**Activity:**
Lines with "cloned": state how many there are in the records below, and nothing else.
/---
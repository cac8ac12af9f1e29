//! ImmutableReducerStore - an ImmutableStore with a single reducer driven `state`
//!
//! A reducer is a pure function `(previous_state, args) -> new_state`. It
//! never sees the store instance, so the only way it can change state is by
//! returning the new value. The wrapper commits that value.
//!
//! Reducer invocation:
//!
//! ```text
//! Idle ─► Invoking (capture previous) ─► Validating ─► Committing ─► Idle
//!                                            │
//!                                            └─ any failure: abort, state stays at previous
//! ```

use crate::action::Action;
use crate::context::StoreContext;
use crate::error::{Result, StoreError};
use crate::immutable_store::{check_immutable, ImmutableStore};
use crate::object_store::{InitFn, PrivateFn, PublicFn, Store, StoreOptions};
use crate::value::Value;
use std::collections::BTreeMap;
use std::fmt;

/// Field `init` must set on a reducer store
pub const DEFAULT_STATE_KEY: &str = "defaultState";

/// The only field a reducer store holds after `init`
pub const STATE_KEY: &str = "state";

/// Pure reducer: previous state plus call arguments in, next state out
pub type ReducerFn = Box<dyn Fn(&Value, &[Value]) -> Result<Value>>;

/// Reducer store configuration
pub struct ReducerStoreOptions {
    pub display_name: String,
    /// Must set exactly one field, `defaultState`
    pub init: Option<InitFn>,
    pub public: BTreeMap<String, PublicFn>,
    /// Private methods, understood as reducers
    pub reducers: BTreeMap<String, ReducerFn>,
}

impl ReducerStoreOptions {
    pub fn new(display_name: impl Into<String>) -> Self {
        Self {
            display_name: display_name.into(),
            init: None,
            public: BTreeMap::new(),
            reducers: BTreeMap::new(),
        }
    }

    pub fn init<F>(mut self, f: F) -> Self
    where
        F: Fn(&mut StoreContext) -> Result<()> + 'static,
    {
        self.init = Some(Box::new(f));
        self
    }

    pub fn public<F>(mut self, name: impl Into<String>, f: F) -> Self
    where
        F: Fn(&StoreContext, &[Value]) -> Result<Value> + 'static,
    {
        self.public.insert(name.into(), Box::new(f));
        self
    }

    pub fn reducer<F>(mut self, name: impl Into<String>, f: F) -> Self
    where
        F: Fn(&Value, &[Value]) -> Result<Value> + 'static,
    {
        self.reducers.insert(name.into(), Box::new(f));
        self
    }
}

impl fmt::Debug for ReducerStoreOptions {
    fn fmt(&self, f: &mut fmt::Formatter<'_>) -> fmt::Result {
        f.debug_struct("ReducerStoreOptions")
            .field("display_name", &self.display_name)
            .field("init", &self.init.is_some())
            .field("public", &self.public.keys().collect::<Vec<_>>())
            .field("reducers", &self.reducers.keys().collect::<Vec<_>>())
            .finish()
    }
}

/// A store whose whole mutable surface is one immutable `state` field
pub struct ImmutableReducerStore {
    inner: ImmutableStore,
}

impl ImmutableReducerStore {
    pub fn new(options: ReducerStoreOptions) -> Result<Self> {
        Self::from_options(Some(options))
    }

    /// Build from an optional configuration
    ///
    /// Fails with [`StoreError::MissingConfiguration`] when no configuration
    /// is given.
    pub fn from_options(options: Option<ReducerStoreOptions>) -> Result<Self> {
        let options = options.ok_or(StoreError::MissingConfiguration)?;
        let ReducerStoreOptions {
            display_name,
            init,
            public,
            reducers,
        } = options;

        let mut parent_options = StoreOptions::new(display_name.clone());
        parent_options.public = public;

        if let Some(init) = init {
            parent_options.init = Some(reducer_init_override(&display_name, init));
        }

        for (key, reducer) in reducers {
            let guarded = reducer_override(&display_name, &key, reducer);
            parent_options.private.insert(key, guarded);
        }

        Ok(Self {
            inner: ImmutableStore::new(parent_options)?,
        })
    }

    /// Current state, `undefined` if the store never ran an `init`
    pub fn state(&self) -> Value {
        self.context().value(STATE_KEY)
    }
}

/// Wrap `init` so that it must produce exactly one immutable `defaultState`,
/// which is then renamed to `state`
pub fn reducer_init_override(display_name: &str, init: InitFn) -> InitFn {
    let display_name = display_name.to_string();
    Box::new(move |ctx: &mut StoreContext| -> Result<()> {
        init(ctx)?;

        let has_one_immutable_default_state =
            ctx.get(DEFAULT_STATE_KEY).is_some_and(check_immutable) && ctx.len() == 1;

        if !has_one_immutable_default_state {
            return Err(StoreError::InvalidReducerDefaultState {
                display_name: display_name.clone(),
                keys: ctx.keys(),
            });
        }

        let default_state = ctx.remove(DEFAULT_STATE_KEY).unwrap_or_default();
        ctx.set(STATE_KEY, default_state);
        Ok(())
    })
}

/// Turn a pure reducer into a private method that commits its result to `state`
pub fn reducer_override(display_name: &str, key: &str, reducer: ReducerFn) -> PrivateFn {
    let display_name = display_name.to_string();
    let key = key.to_string();
    Box::new(move |ctx: &mut StoreContext, args: &[Value]| -> Result<Value> {
        let previous_state = ctx.value(STATE_KEY);
        let result = reducer(&previous_state, args)?;

        if !check_immutable(&result) {
            return Err(StoreError::NonImmutableReducerReturn {
                display_name: display_name.clone(),
                method: key.clone(),
            });
        }

        verify_state_untouched(&display_name, &key, ctx, &previous_state)?;

        log::trace!("{}: `{}` committed {}", display_name, key, result);
        ctx.set(STATE_KEY, result.clone());
        Ok(result)
    })
}

/// Post-conditions checked before a reducer result is committed
///
/// The instance must hold exactly the `state` field, and that field must
/// still be the very value the reducer was given.
fn verify_state_untouched(
    display_name: &str,
    key: &str,
    ctx: &StoreContext,
    previous_state: &Value,
) -> Result<()> {
    if !(ctx.contains(STATE_KEY) && ctx.len() == 1) {
        return Err(StoreError::ReducerFieldLeak {
            display_name: display_name.to_string(),
            method: key.to_string(),
            keys: ctx.keys(),
        });
    }

    if !previous_state.same(&ctx.value(STATE_KEY)) {
        return Err(StoreError::DirectStateMutation {
            display_name: display_name.to_string(),
            method: key.to_string(),
        });
    }

    Ok(())
}

impl Store for ImmutableReducerStore {
    fn display_name(&self) -> &str {
        self.inner.display_name()
    }

    fn context(&self) -> &StoreContext {
        self.inner.context()
    }

    fn call(&self, method: &str, args: &[Value]) -> Result<Value> {
        self.inner.call(method, args)
    }

    fn dispatch(&mut self, action: &Action) -> Result<Option<Value>> {
        self.inner.dispatch(action)
    }
}

impl fmt::Display for ImmutableReducerStore {
    fn fmt(&self, f: &mut fmt::Formatter<'_>) -> fmt::Result {
        write!(f, "[ImmutableReducerStore {}]", self.display_name())
    }
}
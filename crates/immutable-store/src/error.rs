//! Store error types
//!
//! Every invariant violation is a programmer error surfaced at construction,
//! accessor call, or dispatch time. Nothing here is retried or recovered;
//! the failure goes straight back to the caller of the triggering operation.

use thiserror::Error;

/// Result alias used throughout the store layers
pub type Result<T> = std::result::Result<T, StoreError>;

/// Errors raised by the store layers
#[derive(Debug, Clone, PartialEq, Error)]
pub enum StoreError {
    /// No configuration was supplied at construction
    #[error("cannot create stores without a configuration")]
    MissingConfiguration,

    /// `init` left a field on an ImmutableStore that is not immutable or primitive
    #[error(
        "non-immutable, non-primitive `{key}` was added to ImmutableStore `{display_name}` during `init`"
    )]
    NonImmutableInitField { display_name: String, key: String },

    /// `init` of a reducer store did not produce exactly one immutable `defaultState`
    #[error(
        "ImmutableReducerStore `{display_name}` must provide only an Immutable `defaultState` property during `init`. Instead found the keys `{}`",
        .keys.join(",")
    )]
    InvalidReducerDefaultState {
        display_name: String,
        keys: Vec<String>,
    },

    /// A public accessor returned a plain object or array
    #[error(
        "public method `{method}` of `{display_name}` attempted to return a non-immutable, non-primitive value. All accessors must return immutable or primitive values"
    )]
    NonImmutablePublicReturn {
        display_name: String,
        method: String,
    },

    /// A reducer returned a plain object or array
    #[error(
        "non-immutable, non-primitive state was returned from ImmutableReducerStore `{display_name}` private method `{method}`"
    )]
    NonImmutableReducerReturn {
        display_name: String,
        method: String,
    },

    /// The instance held something other than the single `state` field after a reducer ran
    #[error(
        "ImmutableReducerStore `{display_name}` private method `{method}` attempted to assign additional state properties `{}`. Instead a reducer should always return the new state",
        .keys.join(",")
    )]
    ReducerFieldLeak {
        display_name: String,
        method: String,
        keys: Vec<String>,
    },

    /// `state` changed underneath a reducer before its result was committed
    #[error(
        "ImmutableReducerStore `{display_name}` private method `{method}` attempted to directly manipulate the store state. Instead return the new state"
    )]
    DirectStateMutation {
        display_name: String,
        method: String,
    },

    /// `call` named a public method the store does not have
    #[error("store `{display_name}` has no public method `{method}`")]
    UnknownPublicMethod {
        display_name: String,
        method: String,
    },

    /// An action was bound to a private method the store does not have
    #[error("store `{display_name}` bound action `{action_type}` to unknown private method `{method}`")]
    UnknownPrivateMethod {
        display_name: String,
        action_type: String,
        method: String,
    },

    /// A user supplied handler failed on its own terms
    #[error("handler failed: {0}")]
    Handler(String),
}

impl StoreError {
    /// Convenience for handlers that want to fail with a message
    pub fn handler(message: impl Into<String>) -> Self {
        Self::Handler(message.into())
    }

    /// Whether this error is one of the immutability / reducer discipline violations
    pub fn is_invariant_violation(&self) -> bool {
        !matches!(
            self,
            StoreError::UnknownPublicMethod { .. }
                | StoreError::UnknownPrivateMethod { .. }
                | StoreError::Handler(_)
        )
    }
}

#[cfg(test)]
mod tests {
    use super::*;

    #[test]
    fn test_default_state_message_lists_keys() {
        let err = StoreError::InvalidReducerDefaultState {
            display_name: "todos".to_string(),
            keys: vec!["a".to_string(), "b".to_string()],
        };
        let message = err.to_string();
        assert!(message.contains("must provide only an Immutable `defaultState`"));
        assert!(message.contains("`a,b`"));
        assert!(message.contains("todos"));
    }

    #[test]
    fn test_invariant_classification() {
        assert!(StoreError::MissingConfiguration.is_invariant_violation());
        assert!(StoreError::DirectStateMutation {
            display_name: "s".into(),
            method: "m".into(),
        }
        .is_invariant_violation());
        assert!(!StoreError::handler("boom").is_invariant_violation());
    }
}
//! Store instance context
//!
//! The receiver every `init`, public and private handler runs against. It
//! owns the instance's named fields and the action bindings set up during
//! `init`. Bindings are bookkeeping, not fields, so they never show up in
//! [`StoreContext::keys`].

use crate::value::Value;
use std::collections::BTreeMap;

#[derive(Debug, Clone)]
pub struct StoreContext {
    display_name: String,
    fields: BTreeMap<String, Value>,
    bindings: BTreeMap<String, String>,
}

impl StoreContext {
    pub fn new(display_name: impl Into<String>) -> Self {
        Self {
            display_name: display_name.into(),
            fields: BTreeMap::new(),
            bindings: BTreeMap::new(),
        }
    }

    pub fn display_name(&self) -> &str {
        &self.display_name
    }

    /// Get a field, if present
    pub fn get(&self, key: &str) -> Option<&Value> {
        self.fields.get(key)
    }

    /// Get a field, or `undefined` when it is absent
    pub fn value(&self, key: &str) -> Value {
        self.fields.get(key).cloned().unwrap_or_default()
    }

    /// Set a field, returning the previous value
    pub fn set(&mut self, key: impl Into<String>, value: impl Into<Value>) -> Option<Value> {
        self.fields.insert(key.into(), value.into())
    }

    pub fn remove(&mut self, key: &str) -> Option<Value> {
        self.fields.remove(key)
    }

    pub fn contains(&self, key: &str) -> bool {
        self.fields.contains_key(key)
    }

    /// Field names in key order
    pub fn keys(&self) -> Vec<String> {
        self.fields.keys().cloned().collect()
    }

    pub fn len(&self) -> usize {
        self.fields.len()
    }

    pub fn is_empty(&self) -> bool {
        self.fields.is_empty()
    }

    pub fn fields(&self) -> impl Iterator<Item = (&String, &Value)> {
        self.fields.iter()
    }

    /// Route actions of `action_type` to the private method `method`
    ///
    /// Meant to be called from `init`. A second binding for the same type
    /// replaces the first.
    pub fn bind_actions(&mut self, action_type: impl Into<String>, method: impl Into<String>) {
        let action_type = action_type.into();
        let method = method.into();
        if let Some(previous) = self.bindings.insert(action_type.clone(), method.clone()) {
            log::warn!(
                "{}: rebinding action `{}` from `{}` to `{}`",
                self.display_name,
                action_type,
                previous,
                method
            );
        }
    }

    /// The private method bound to `action_type`
    pub fn binding(&self, action_type: &str) -> Option<&str> {
        self.bindings.get(action_type).map(String::as_str)
    }

    pub fn bindings(&self) -> impl Iterator<Item = (&String, &String)> {
        self.bindings.iter()
    }
}

#[cfg(test)]
mod tests {
    use super::*;

    #[test]
    fn test_bindings_are_not_fields() {
        let mut ctx = StoreContext::new("s");
        ctx.bind_actions("set_thing", "setThing");
        assert!(ctx.is_empty());
        assert_eq!(ctx.binding("set_thing"), Some("setThing"));
        assert_eq!(ctx.binding("other"), None);
    }

    #[test]
    fn test_fields_in_key_order() {
        let mut ctx = StoreContext::new("s");
        ctx.set("zeta", 1);
        ctx.set("alpha", 2);
        assert_eq!(ctx.keys(), vec!["alpha".to_string(), "zeta".to_string()]);
        assert_eq!(ctx.value("missing"), Value::Undefined);
        assert_eq!(ctx.remove("zeta"), Some(Value::from(1)));
        assert_eq!(ctx.len(), 1);
    }

    #[test]
    fn test_rebinding_replaces() {
        let mut ctx = StoreContext::new("s");
        ctx.bind_actions("a", "first");
        ctx.bind_actions("a", "second");
        assert_eq!(ctx.binding("a"), Some("second"));
        assert_eq!(ctx.bindings().count(), 1);
    }
}
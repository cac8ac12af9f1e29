//! store-replay
//!
//! Builds an immutable reducer store from a TOML scenario, replays the
//! scenario's actions and prints the final state as JSON.

mod reducers;
mod replay;

use anyhow::{Context, Result};
use clap::Parser;
use std::path::PathBuf;
use store_replay_config::ReplayConfig;

#[derive(Parser, Debug)]
#[command(
    name = "store-replay",
    version,
    about = "Replay scripted actions through an immutable reducer store"
)]
struct Cli {
    /// Scenario file to replay.
    ///
    /// Defaults to `.store-replay.toml` in the working directory, then in the
    /// platform config directory.
    scenario: Option<PathBuf>,
}

fn main() -> Result<()> {
    let cli = Cli::parse();
    env_logger::Builder::from_env(env_logger::Env::default().default_filter_or("info")).init();

    let config = ReplayConfig::load(cli.scenario.as_deref())?;

    let mut store = replay::build_store(&config).context("Failed to build store")?;
    log::info!("Built {}", store);

    let outcome = replay::replay(&mut store, &config);
    for (action_type, err) in &outcome.rejected {
        eprintln!("rejected `{}`: {}", action_type, err);
    }
    log::info!(
        "Replay finished: {} applied, {} ignored, {} rejected ({} invariant violations)",
        outcome.applied,
        outcome.ignored,
        outcome.rejected.len(),
        outcome.violations()
    );

    let state = replay::final_state(&store).context("Failed to read final state")?;
    println!("{}", serde_json::to_string_pretty(&state.to_json())?);

    Ok(())
}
\---
**Response area:**
2